As part of the proceedings against Maxwell, a number of photos demonstrating Epstein’s lavish lifestyle were shown to the court.
They included pictures of his houses in the US Virgin Islands and New Mexico, his private island, inside one of his jets and his helicopter.
Another showed Maxwell with a woman, reported to be Epstein’s personal assistant, Sarah Kellen.
During the defence’s opening statements, Maxwell’s attorney Bobbi Sternheim said that Jane was a “pro at playing roles” and was motivated to implicate Maxwell by her claim to a compensation fund for Epstein’s victims.
Jane told the court she had received $5m from the fund.
“I wish I would have never received that money in the first place,” Jane said after a long, tearful pause. “Hopefully this just puts it all to an end and I can move on with my life.”
Throughout the week, the defence team has argued that Maxwell is “on trial as a scapegoat for Epstein”.
In their opening statement, Ms Sternheim said: “Ever since Eve has been blamed for tempting Adam with an apple, women have been blamed for things men have done.”
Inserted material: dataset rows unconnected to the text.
//! Network interface throughput.
//!
//! Rates are byte-counter deltas divided by the wall time between two
//! samples, so ticks skipped while nobody is subscribed do not skew them.

use std::collections::{BTreeMap, HashMap};
use std::time::Instant;

use sysinfo::Networks;
use tracing::debug;

use sysstat_core::{
    property_path, AggregateSpec, ObjectMatch, SensorContainer, SensorInfo, SensorObject, SensorProperty, Unit,
    ValueType,
};

use super::{assign_object_ids, AGGREGATE_OBJECT, RESCAN_TICKS};
use crate::provider::{ProviderContext, ProviderError, SensorProvider};

const CONTAINER: &str = "network";

/// Interfaces that never carry interesting traffic.
const IGNORED_INTERFACES: &[&str] = &["lo"];

/// Byte counters of one interface at one instant.
#[derive(Debug, Clone, Copy, PartialEq, Eq)]
struct Counters {
    received: u64,
    transmitted: u64,
}

pub struct NetworkProvider {
    networks: Networks,

    /// Object id → interface name
    interfaces: BTreeMap<String, String>,

    last: HashMap<String, Counters>,
    last_sample: Option<Instant>,
    ticks: u64,
}

impl NetworkProvider {
    pub fn new() -> Self {
        Self {
            networks: Networks::new(),
            interfaces: BTreeMap::new(),
            last: HashMap::new(),
            last_sample: None,
            ticks: 0,
        }
    }

    fn sync_interfaces(&mut self, ctx: &mut ProviderContext<'_>) -> Result<(), ProviderError> {
        self.networks.refresh_list();
        // The tree is authoritative if an earlier failed tick was rolled back.
        self.interfaces.retain(|id, _| ctx.has_object(CONTAINER, id));

        let names = self
            .networks
            .list()
            .keys()
            .map(String::as_str)
            .filter(|name| !IGNORED_INTERFACES.contains(name));
        let current = assign_object_ids(names, &self.interfaces);

        let gone: Vec<String> = ctx
            .object_ids(CONTAINER)
            .into_iter()
            .filter(|id| id != AGGREGATE_OBJECT && !current.contains_key(id))
            .collect();
        for id in gone {
            debug!(interface = %id, "Interface removed");
            ctx.remove_object(CONTAINER, &id)?;
            self.interfaces.remove(&id);
            self.last.remove(&id);
        }

        for (id, name) in current {
            if !ctx.has_object(CONTAINER, &id) {
                debug!(interface = %name, "Interface added");
                ctx.add_object(CONTAINER, interface_object(&id, &name))?;
            }
            self.interfaces.insert(id, name);
        }

        Ok(())
    }

    fn sample(&mut self, ctx: &mut ProviderContext<'_>) -> Result<(), ProviderError> {
        self.networks.refresh();

        let now = Instant::now();
        let elapsed = self.last_sample.map(|then| now.duration_since(then).as_secs_f64());
        self.last_sample = Some(now);

        for (id, name) in &self.interfaces {
            let Some(data) = self.networks.list().get(name) else {
                continue;
            };
            let counters = Counters {
                received: data.total_received(),
                transmitted: data.total_transmitted(),
            };
            let previous = self.last.insert(id.clone(), counters);

            ctx.set_value(&property_path(CONTAINER, id, "totalDownload"), counters.received)?;
            ctx.set_value(&property_path(CONTAINER, id, "totalUpload"), counters.transmitted)?;

            if let Some((download, upload)) = previous.zip(elapsed).and_then(|(p, secs)| rates(p, counters, secs)) {
                ctx.set_value(&property_path(CONTAINER, id, "download"), download)?;
                ctx.set_value(&property_path(CONTAINER, id, "upload"), upload)?;
            }
        }

        Ok(())
    }
}

impl Default for NetworkProvider {
    fn default() -> Self {
        Self::new()
    }
}

/// Download and upload rates in bytes per second.
///
/// `None` when no time has passed. A counter that went backwards (interface
/// reset) counts as zero traffic.
fn rates(previous: Counters, current: Counters, secs: f64) -> Option<(f64, f64)> {
    if secs <= 0.0 {
        return None;
    }

    let down = current.received.saturating_sub(previous.received) as f64 / secs;
    let up = current.transmitted.saturating_sub(previous.transmitted) as f64 / secs;
    Some((down, up))
}

fn rate_info(name: &str, short_name: &str) -> SensorInfo {
    SensorInfo::new(name)
        .with_short_name(short_name)
        .with_unit(Unit::ByteRate)
        .with_min(0.0)
        .with_value_type(ValueType::Double)
}

fn interface_object(id: &str, name: &str) -> SensorObject {
    let total = |label: &str, short: &str| {
        SensorInfo::new(label)
            .with_short_name(short)
            .with_prefix(name)
            .with_unit(Unit::Byte)
            .with_min(0.0)
            .with_value_type(ValueType::UInt)
    };

    SensorObject::new(id, name)
        .with_property(SensorProperty::new("download", rate_info("Download Rate", "Download").with_prefix(name)))
        .with_property(SensorProperty::new("upload", rate_info("Upload Rate", "Upload").with_prefix(name)))
        .with_property(SensorProperty::new("totalDownload", total("Data Received", "Received")))
        .with_property(SensorProperty::new("totalUpload", total("Data Sent", "Sent")))
}

fn aggregate_object() -> SensorObject {
    let sum = |id: &str, name: &str, short: &str| {
        SensorProperty::aggregate(
            id,
            rate_info(name, short).with_prefix("All Interfaces"),
            AggregateSpec::new(ObjectMatch::All, id),
        )
    };

    SensorObject::new(AGGREGATE_OBJECT, "All Network Interfaces")
        .with_property(sum("download", "Download Rate", "Download"))
        .with_property(sum("upload", "Upload Rate", "Upload"))
}

impl SensorProvider for NetworkProvider {
    fn name(&self) -> &str {
        CONTAINER
    }

    fn containers(&mut self) -> Vec<SensorContainer> {
        vec![SensorContainer::new(CONTAINER, "Network Devices").with_object(aggregate_object())]
    }

    fn update(&mut self, ctx: &mut ProviderContext<'_>) -> Result<(), ProviderError> {
        if self.ticks % RESCAN_TICKS == 0 {
            self.sync_interfaces(ctx)?;
        }
        self.ticks += 1;

        if !ctx.is_container_subscribed(CONTAINER) {
            return Ok(());
        }
        self.sample(ctx)
    }
}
She said that Maxwell is “not anything like Jeffrey Epstein”, adding that he was the “proverbial elephant in the room”.
Maxwell’s defence team have also attempted to tear holes in Jane’s testimony, attacking her credibility and questioning why she waited more than 20 years to report the alleged abuse.
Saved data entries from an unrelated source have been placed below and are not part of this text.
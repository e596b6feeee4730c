//! Error types for the sysstat client.
//!
//! **Panic-Free Policy:** This module follows the project's panic-free guidelines.
//! No `.unwrap()`, `.expect()`, `panic!()`, `unreachable!()`, or `todo!()`.

use std::io;
use thiserror::Error;

// ============================================================================
// Client Error Type
// ============================================================================

/// Errors from talking to the daemon.
///
/// Connection errors usually mean the daemon is not running; check the
/// socket path or start it with `sysstatd start`.
#[derive(Error, Debug)]
pub enum ClientError {
    /// Failed to reach the daemon socket.
    #[error("Failed to connect to daemon at {path}: {reason}")]
    Connect { path: String, reason: String },

    /// The daemon speaks an incompatible protocol version.
    #[error("Protocol version mismatch (client: {client_version}, daemon: {daemon_version})")]
    VersionMismatch {
        client_version: String,
        daemon_version: String,
    },

    /// The daemon refused the handshake.
    #[error("Daemon rejected connection: {0}")]
    Rejected(String),

    /// The daemon answered with an error message.
    #[error("Daemon error: {message}")]
    Daemon {
        message: String,
        code: Option<String>,
    },

    /// A response did not match the request.
    #[error("Unexpected response: {0}")]
    UnexpectedResponse(String),

    /// The daemon closed the connection.
    #[error("Daemon closed the connection")]
    Closed,

    /// No response within the request timeout.
    #[error("Timed out waiting for daemon")]
    Timeout,

    #[error("IO error: {0}")]
    Io(#[from] io::Error),

    #[error("Failed to parse message: {0}")]
    ParseError(#[from] serde_json::Error),
}

/// Convenience Result type alias for client operations.
pub type Result<T> = std::result::Result<T, ClientError>;

#[cfg(test)]
mod tests {
    use super::*;

    #[test]
    fn test_connect_error_display() {
        let error = ClientError::Connect {
            path: "/tmp/sysstat.sock".to_string(),
            reason: "No such file or directory".to_string(),
        };
        let display = error.to_string();
        assert!(display.contains("/tmp/sysstat.sock"));
        assert!(display.contains("No such file"));
    }

    #[test]
    fn test_version_mismatch_display() {
        let error = ClientError::VersionMismatch {
            client_version: "1.0".to_string(),
            daemon_version: "2.0".to_string(),
        };
        let display = error.to_string();
        assert!(display.contains("client: 1.0"));
        assert!(display.contains("daemon: 2.0"));
    }

    #[test]
    fn test_io_error_conversion() {
        let io_error = io::Error::new(io::ErrorKind::BrokenPipe, "pipe closed");
        let error: ClientError = io_error.into();
        assert!(matches!(error, ClientError::Io(_)));
    }
}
Defence lawyer Laura Menninger also questioned why Jane brought two personal injury lawyers along to her first meeting with the FBI.
Ms Menninger confronted Jane with FBI documents from 2019 and 2020, saying she had told the government her memory was foggy on whether Maxwell was present when Epstein molested her and on whether she ever touched her.
Other documents claimed she said that no abuse occurred during a visit to Epstein’s ranch in New Mexico – a claim that contradicts her testimony about alleged encounters with him there.
Jane has denied ever changing her story, instead challenging the accuracy of the documents by saying her statements were never recorded.